ECLI:NL:TGZRSGR:2012:YG2060 Regionaal Tuchtcollege voor de Gezondheidszorg Den Haag 2011-167

ECLI: ECLI:NL:TGZRSGR:2012:YG2060
Datum uitspraak: 29-05-2012
Datum publicatie: 29-05-2012
Zaaknummer(s): 2011-167
Onderwerp: Onjuiste behandeling/verkeerde diagnose
Beslissingen:
Inhoudsindicatie: Klaagster verwijt de verpleegkundige  dat zij tijdens de vaccinatie onvoldoende alert is geweest waardoor aan de zoon van klaagster een onjuist vaccin is toegediend en een ander vaccin is onthouden. Voorts verwijt klaagster de verpleegkundige dat zij heeft nagelaten om een dubbele controle uit te voeren op door haar te gebruiken vaccins en onzorgvuldig is geweest in de registratie van de door haar toegediende vaccins en de fout pas drie dagen na het optreden daarvan aan het licht is gekomen. Klaagster verwijt de verpleegkundige tenslotte dat zij onvoldoende heeft gedaan om de zorgen die klaagster zich maakte over de gevolgen van de fout weg te nemen. Waarschuwing.  

Datum uitspraak: 29 mei 2012

Het Regionaal Tuchtcollege voor de Gezondheidszorg te 's-Gravenhage heeft de navolgende beslissing gegeven inzake de klacht van:

A,

woonachtig te B,

klaagster,

tegen:

C, verpleegkundige

wonende te D,

de persoon over wie geklaagd wordt,

hierna te noemen de verpleegkundige.

1. Het verloop van het geding

Het klaagschrift is ontvangen op 19 augustus 2011. Namens de verpleegkundige heeft Mr. W.J. Boer, advocaat te Rotterdam, op de klacht gereageerd, waarna repliek en dupliek hebben plaatsgevonden. Partijen hebben geen gebruik gemaakt van de gelegenheid om in het vooronderzoek mondeling te worden gehoord. De mondelinge behandeling door het College heeft plaatsgevonden ter openbare zitting van 3 april 2012. Partijen zijn verschenen en hebben hun standpunten mondeling toegelicht. Klaagster werd bijgestaan door mr. M.H.M. Mook, verbonden aan ARAG Rechtsbijstandsverzekering te Leusden. De verpleegkundige werd bijgestaan door mr. de Boer voornoemd. Mr. Mook heeft een pleitnotitie overgelegd.

2. De feiten

Op vrijdag 29 juli 2011 heeft klaagster zich tot het consultatiebureau te E gewend voor een periodiek gezondheidsonderzoek (PGO) van haar zoon. Tijdens dit PGO zou  aan de zoon het DKTP-Hib (Pediacel) en Pneumokokken (Synflorix) vaccin worden toegediend. De verpleegkundige is gewoonlijk werkzaam bij de GGD F, locatie B. Op 29 juli 2011 viel zij in voor een collega op de locatie E.

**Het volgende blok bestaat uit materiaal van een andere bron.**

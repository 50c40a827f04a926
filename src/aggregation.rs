//! Pure verdict-aggregation strategies.
//!
//! Free functions over a slice of successful per-backend results, with no
//! async or network dependency, so they stay trivially unit- and
//! property-testable in isolation from the fan-out path.

use crate::schema::ModelResult;

/// How per-backend predictions are folded into one flagged/not-flagged
/// verdict. Configured globally for the process.
#[derive(Debug, Clone, Copy, PartialEq, Eq)]
pub enum AggregationStrategy {
    /// Flagged if any backend flagged it.
    AnyFlag,
    /// Flagged only if every backend flagged it.
    AllFlag,
    /// Flagged if strictly more than half of backends flagged it; ties
    /// resolve to not-flagged.
    Majority,
    /// Flagged if the mean score across backends exceeds 0.5.
    Threshold,
}

/// Aggregates `results` (successful predictions only — failed backends are
/// excluded by the caller, see [`crate::orchestrator::Orchestrator::validate`])
/// per `strategy`. An empty slice is never flagged, regardless of strategy.
pub fn aggregate(strategy: AggregationStrategy, results: &[(&str, &ModelResult)]) -> bool {
    if results.is_empty() {
        return false;
    }
    match strategy {
        AggregationStrategy::AnyFlag => results.iter().any(|(_, r)| r.flagged),
        AggregationStrategy::AllFlag => results.iter().all(|(_, r)| r.flagged),
        AggregationStrategy::Majority => {
            let flagged_count = results.iter().filter(|(_, r)| r.flagged).count();
            flagged_count * 2 > results.len()
        }
        AggregationStrategy::Threshold => {
            let mean: f64 =
                results.iter().map(|(_, r)| r.score).sum::<f64>() / results.len() as f64;
            mean > 0.5
        }
    }
}

/// One `"{backend_name}_flagged"` entry per successfully-responded backend
/// that flagged, in input order. Used to populate
/// `ValidateResponse::flag_reasons`.
pub fn flag_reasons(results: &[(&str, &ModelResult)]) -> Vec<String> {
    results
        .iter()
        .filter(|(_, r)| r.flagged)
        .map(|(name, _)| format!("{name}_flagged"))
        .collect()
}
//! Property tests: for any sequence of events the breaker stays in a legal
//! state, and a rejected call never mutates the breaker that rejected it.

use std::time::Duration;

use guardrail_gateway::circuit_breaker::{Breaker, CircuitState, Outcome};
use guardrail_gateway::config::CircuitBreakerPolicy;
use proptest::prelude::*;

fn policy() -> CircuitBreakerPolicy {
    CircuitBreakerPolicy {
        failure_threshold: 4,
        recovery_timeout: Duration::from_secs(3600),
        success_threshold: 3,
    }
}

#[derive(Debug, Clone, Copy)]
enum Event {
    Success,
    Failure,
}

fn event() -> impl Strategy<Value = Event> {
    prop_oneof![Just(Event::Success), Just(Event::Failure)]
}

proptest! {
    #[test]
    fn state_is_always_one_of_the_three_legal_values(events in proptest::collection::vec(event(), 0..200)) {
        let breaker = Breaker::new(policy());
        for event in events {
            if !breaker.allow_request() {
                // Open: no event is recorded for a rejected call.
                continue;
            }
            let outcome = match event {
                Event::Success => Outcome::Success,
                Event::Failure => Outcome::Failure,
            };
            breaker.on_result(outcome);
            let state = breaker.state_sync();
            prop_assert!(matches!(
                state,
                CircuitState::Closed | CircuitState::Open | CircuitState::HalfOpen
            ));
        }
    }

    #[test]
    fn forced_open_breaker_never_admits_a_call_that_mutates_it(events in proptest::collection::vec(event(), 0..50)) {
        // Recovery timeout is an hour, so within this test it can never elapse
        // and flip Open -> Half-Open on its own.
        let breaker = Breaker::new(policy());
        breaker.force_open();
        for _ in events {
            prop_assert!(!breaker.allow_request());
            prop_assert_eq!(breaker.state_sync(), CircuitState::Open);
        }
    }
}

Omdat het administratiesysteem RVP-online die vrijdag door de verpleegkundige niet kon worden opgestart, heeft zij de vaccinatiegegevens genoteerd op een vaccinatiekaart. Op maandag 1 augustus 2011 heeft de verpleegkundige de gegevens van de vaccinatiekaart alsnog ingevoerd in het administratiesysteem RVP-online. Toen bleek haar dat zij abusievelijk in plaats van DKTP-Hib (Pediacel) en Pneumokokkenvaccin (Synflorix), de vaccins DKTP-Hib (Pediacel) en  DKTP (Infanrix) had toegediend. Dit laatste vaccin wordt toegediend aan vierjarigen.

De verpleegkundige heeft direct na de ontdekking haar leidinggevende geïnformeerd. Vervolgens heeft zij contact opgenomen met de ent-administratie van het RIVM en hen om advies gevraagd. Het RIVM gaf aan dat het feit dat een dubbele dosis DKTP-Hib vaccin was toegediend, geen kwaad kon. Wel gaf het RIVM aan dat  het Pneumokken vaccin Synflorix, alsnog moest worden toegediend.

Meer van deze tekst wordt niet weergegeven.